The US has also refused to recognise China’s self-declared Air Defence Indentification Zone in the East China Sea and insisted the disputed Senkaku-Diaoyu islands are covered by its mutual defence pact with Japan, even while US officials insist they do not take a view on the underlying issue of sovereignty.

This strategy (expressing no view on sovereignty while trying to freeze the status quo pending an unlikely diplomatic resolution of the disputes) is dangerous and threatens to worsen the standoff because the status quo is not remotely stable.

Western analysts and policymakers tend to downplay the potential oil and gas resources of the disputed areas, but this probably understates the amount of energy which could be recovered if the areas were thoroughly developed.

In 2010, the United States Geological Survey (USGS) estimated the South China Sea contains about 11 billion barrels of oil and 145 trillion cubic feet of natural gas that have yet to be discovered (“Assessment of undiscovered oil and gas resources of Southeast Asia” March 2010).

In global terms, these are relatively modest amounts.
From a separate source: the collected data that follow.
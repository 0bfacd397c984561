use std::time::Duration;

use serde::{Deserialize, Serialize};

use metronome_core::ConfigError;

/// Worker pool configuration, typically parsed from TOML.
#[derive(Debug, Clone, Serialize, Deserialize)]
pub struct PoolConfig {
    /// Smallest worker count the pool may shrink to.
    #[serde(default = "default_min_size")]
    pub min_size: usize,
    /// Largest worker count the pool may grow to.
    #[serde(default = "default_max_size")]
    pub max_size: usize,
    /// Worker count at startup.
    #[serde(default = "default_initial_size")]
    pub initial_size: usize,
    /// Capacity of the bounded work queue.
    #[serde(default = "default_queue_capacity")]
    pub queue_capacity: usize,
    /// Milliseconds between autoscaling decisions.
    #[serde(default = "default_adjust_interval")]
    pub adjust_interval_ms: u64,
    /// CPU fraction above which the pool sheds a worker.
    #[serde(default = "default_high_cpu")]
    pub high_cpu_threshold: f64,
    /// CPU fraction below which queue pressure may add a worker.
    #[serde(default = "default_low_cpu")]
    pub low_cpu_threshold: f64,
    /// Queue depth that counts as backlog when deciding to grow.
    #[serde(default = "default_high_queue")]
    pub high_queue_threshold: usize,
    /// Milliseconds granted to drain outstanding work at shutdown.
    #[serde(default = "default_shutdown_grace")]
    pub shutdown_grace_ms: u64,
}

fn default_min_size() -> usize {
    2
}
fn default_max_size() -> usize {
    4
}
fn default_initial_size() -> usize {
    2
}
fn default_queue_capacity() -> usize {
    100
}
fn default_adjust_interval() -> u64 {
    30_000
}
fn default_high_cpu() -> f64 {
    0.75
}
fn default_low_cpu() -> f64 {
    0.40
}
fn default_high_queue() -> usize {
    20
}
fn default_shutdown_grace() -> u64 {
    10_000
}

impl Default for PoolConfig {
    fn default() -> Self {
        Self {
            min_size: default_min_size(),
            max_size: default_max_size(),
            initial_size: default_initial_size(),
            queue_capacity: default_queue_capacity(),
            adjust_interval_ms: default_adjust_interval(),
            high_cpu_threshold: default_high_cpu(),
            low_cpu_threshold: default_low_cpu(),
            high_queue_threshold: default_high_queue(),
            shutdown_grace_ms: default_shutdown_grace(),
        }
    }
}

impl PoolConfig {
    /// Check the construction invariants. A pool is never created from a
    /// config that fails here.
    pub fn validate(&self) -> Result<(), ConfigError> {
        if self.min_size == 0 {
            return Err(ConfigError::ZeroField { field: "min_size" });
        }
        if self.queue_capacity == 0 {
            return Err(ConfigError::ZeroField {
                field: "queue_capacity",
            });
        }
        if self.adjust_interval_ms == 0 {
            return Err(ConfigError::ZeroField {
                field: "adjust_interval_ms",
            });
        }
        if self.min_size > self.initial_size || self.initial_size > self.max_size {
            return Err(ConfigError::SizeOrdering {
                min: self.min_size,
                initial: self.initial_size,
                max: self.max_size,
            });
        }
        for (field, value) in [
            ("high_cpu_threshold", self.high_cpu_threshold),
            ("low_cpu_threshold", self.low_cpu_threshold),
        ] {
            if !(value > 0.0 && value < 1.0) {
                return Err(ConfigError::RatioRange { field, value });
            }
        }
        if self.low_cpu_threshold >= self.high_cpu_threshold {
            return Err(ConfigError::ThresholdOrdering {
                low: self.low_cpu_threshold,
                high: self.high_cpu_threshold,
            });
        }
        Ok(())
    }

    pub fn adjust_interval(&self) -> Duration {
        Duration::from_millis(self.adjust_interval_ms)
    }

    pub fn shutdown_grace(&self) -> Duration {
        Duration::from_millis(self.shutdown_grace_ms)
    }
}

#[cfg(test)]
mod tests {
    use super::*;

    #[test]
    fn default_config_is_valid() {
        assert!(PoolConfig::default().validate().is_ok());
    }

    #[test]
    fn rejects_initial_above_max() {
        let config = PoolConfig {
            min_size: 2,
            initial_size: 8,
            max_size: 4,
            ..PoolConfig::default()
        };
        assert!(matches!(
            config.validate(),
            Err(ConfigError::SizeOrdering { .. })
        ));
    }

    #[test]
    fn rejects_min_above_initial() {
        let config = PoolConfig {
            min_size: 3,
            initial_size: 2,
            max_size: 4,
            ..PoolConfig::default()
        };
        assert!(config.validate().is_err());
    }

    #[test]
    fn rejects_zero_sizes_and_inverted_thresholds() {
        let zero = PoolConfig {
            min_size: 0,
            initial_size: 0,
            ..PoolConfig::default()
        };
        assert!(matches!(
            zero.validate(),
            Err(ConfigError::ZeroField { field: "min_size" })
        ));

        let inverted = PoolConfig {
            low_cpu_threshold: 0.8,
            high_cpu_threshold: 0.5,
            ..PoolConfig::default()
        };
        assert!(matches!(
            inverted.validate(),
            Err(ConfigError::ThresholdOrdering { .. })
        ));
    }
}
For China, however, they are much more significant.

The assessment focused exclusively on coastal areas and did not include potential resources in the deeper waters in the centre of the sea around the islands and reefs which are at the heart of the dispute.
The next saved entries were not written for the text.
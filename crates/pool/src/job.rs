//! Submitted work and its completion handle.

use std::panic::{self, AssertUnwindSafe};

use crossbeam_channel::{bounded, Receiver, TryRecvError};

use metronome_core::panic_message;

/// A unit of work boxed for the queue. The closure owns its completion
/// channel; running it always resolves the paired [`JobHandle`].
pub(crate) type BoxedJob = Box<dyn FnOnce() + Send + 'static>;

/// Failure carried by a [`JobHandle`] in place of a value.
#[derive(Debug, thiserror::Error)]
pub enum JobError {
    /// The job panicked; the payload message is preserved.
    #[error("job panicked: {0}")]
    Panicked(String),
    /// The pool shut down before the job could run.
    #[error("pool is shut down")]
    Shutdown,
}

/// Completion handle for a submitted job.
///
/// Resolves exactly once, with the job's return value or the captured
/// failure. Dropping the handle detaches the job; it still runs.
pub struct JobHandle<T> {
    rx: Receiver<Result<T, JobError>>,
}

impl<T> JobHandle<T> {
    /// Block until the job finishes.
    pub fn join(self) -> Result<T, JobError> {
        self.rx.recv().unwrap_or(Err(JobError::Shutdown))
    }

    /// Non-blocking poll. `None` while the job is still pending.
    pub fn try_join(&mut self) -> Option<Result<T, JobError>> {
        match self.rx.try_recv() {
            Ok(result) => Some(result),
            Err(TryRecvError::Empty) => None,
            Err(TryRecvError::Disconnected) => Some(Err(JobError::Shutdown)),
        }
    }
}

/// Package a closure into a queueable job plus the handle observing it.
pub(crate) fn package<T, F>(f: F) -> (BoxedJob, JobHandle<T>)
where
    F: FnOnce() -> T + Send + 'static,
    T: Send + 'static,
{
    let (tx, rx) = bounded(1);
    let job: BoxedJob = Box::new(move || {
        let result = panic::catch_unwind(AssertUnwindSafe(f))
            .map_err(|payload| JobError::Panicked(panic_message(payload.as_ref())));
        let _ = tx.send(result);
    });
    (job, JobHandle { rx })
}

#[cfg(test)]
mod tests {
    use super::*;

    #[test]
    fn handle_resolves_with_value() {
        let (job, handle) = package(|| 21 * 2);
        job();
        assert_eq!(handle.join().unwrap(), 42);
    }

    #[test]
    fn handle_carries_panic_message() {
        let (job, handle) = package(|| -> () { panic!("boom") });
        job();
        match handle.join() {
            Err(JobError::Panicked(message)) => assert_eq!(message, "boom"),
            other => panic!("expected panic error, got {other:?}"),
        }
    }

    #[test]
    fn dropped_job_resolves_as_shutdown() {
        let (job, handle) = package(|| 1);
        drop(job);
        assert!(matches!(handle.join(), Err(JobError::Shutdown)));
    }

    #[test]
    fn try_join_polls_without_blocking() {
        let (job, mut handle) = package(|| "done");
        assert!(handle.try_join().is_none());
        job();
        assert_eq!(handle.try_join().unwrap().unwrap(), "done");
    }
}
//! Network quality measurement and adaptive timeout/retry policy.
//!
//! [`NetworkQualityMonitor`] measures round-trip connect latency and
//! packet loss against a target host and classifies the link into a
//! [`QualityTier`]. The pure policy functions map a tier to scaled
//! timeout and retry budgets; [`AdaptivePolicy`] caches the latest tier
//! so hot paths can read policy without probing.

pub mod config;
pub mod monitor;
pub mod policy;
pub mod tier;

pub use config::ProbeConfig;
pub use monitor::{NetworkQualityMonitor, QualityReport};
pub use policy::AdaptivePolicy;
pub use tier::{recommended_retries, recommended_timeout, QualityTier};
use std::any::Any;

/// Extract a printable message from a caught panic payload.
pub fn panic_message(payload: &(dyn Any + Send)) -> String {
    if let Some(message) = payload.downcast_ref::<&str>() {
        (*message).to_string()
    } else if let Some(message) = payload.downcast_ref::<String>() {
        message.clone()
    } else {
        "opaque panic payload".to_string()
    }
}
The South China Sea remains comparatively unexplored and there is the potential for substantial additional discoveries. China’s oil companies believe the area has strong hydrocarbon potential and they have published resource estimates which are an order of magnitude higher than western analysts.

The hydrocarbon potential of the East China Sea is even less well- known. But there are good reasons to believe that it could hold significant quantities of recoverable oil and gas. Several oil and gas fields have already been found in sea areas claimed by both China and Japan.

The sea borders on the Songliao and Bohaiwan basins have been in production for decades and account for most of China’s current oil and gas output.

There is therefore a high probability more oil and gas could be found further offshore in the East China Sea itself.

With advances in ultra-deepwater drilling the potential for far offshore exploration and production has never been greater and the dispute over sovereignty in the East and South China Seas is unlikely to remain frozen.

US diplomats have suggested the disputes could be resolved through international law, norms and diplomacy, without outlining how that might actually be achieved.

In its maritime boundary dispute, the Philippines has filed a claim against China under the United Nations Convention on the Law of the Sea (Unclos) with the Permanent Court of Arbitration.

But Unclos is not really relevant to the dispute because the core of the disagreement concerns ownership and sovereignty over the islands and other outcrops.

Once sovereignty has been established, Unclos can help assign rights and responsibilities to all the parties, including control of shipping, fishing and oil and gas drilling.

The only real solution is diplomatic. The coastal states around the South and East China Seas will have to agree to divide, share or pool their sovereignty in the interests of security and to permit the peaceful exploitation of the resources.

There are plenty of examples of such shared resource development, ranging from the Spitsbergen Archipelago in the Arctic to the Neutral Zone between Saudi Arabia and Kuwait.

The challenge for diplomats, especially from the US, is to help the parties discover creative solutions that benefit all the coastal states. — by John Kemp, Reuters


The opinions expressed here are those of the author, a columnist for Reuters.

This article first appeared in The Edge Financial Daily, on August 28, 2014.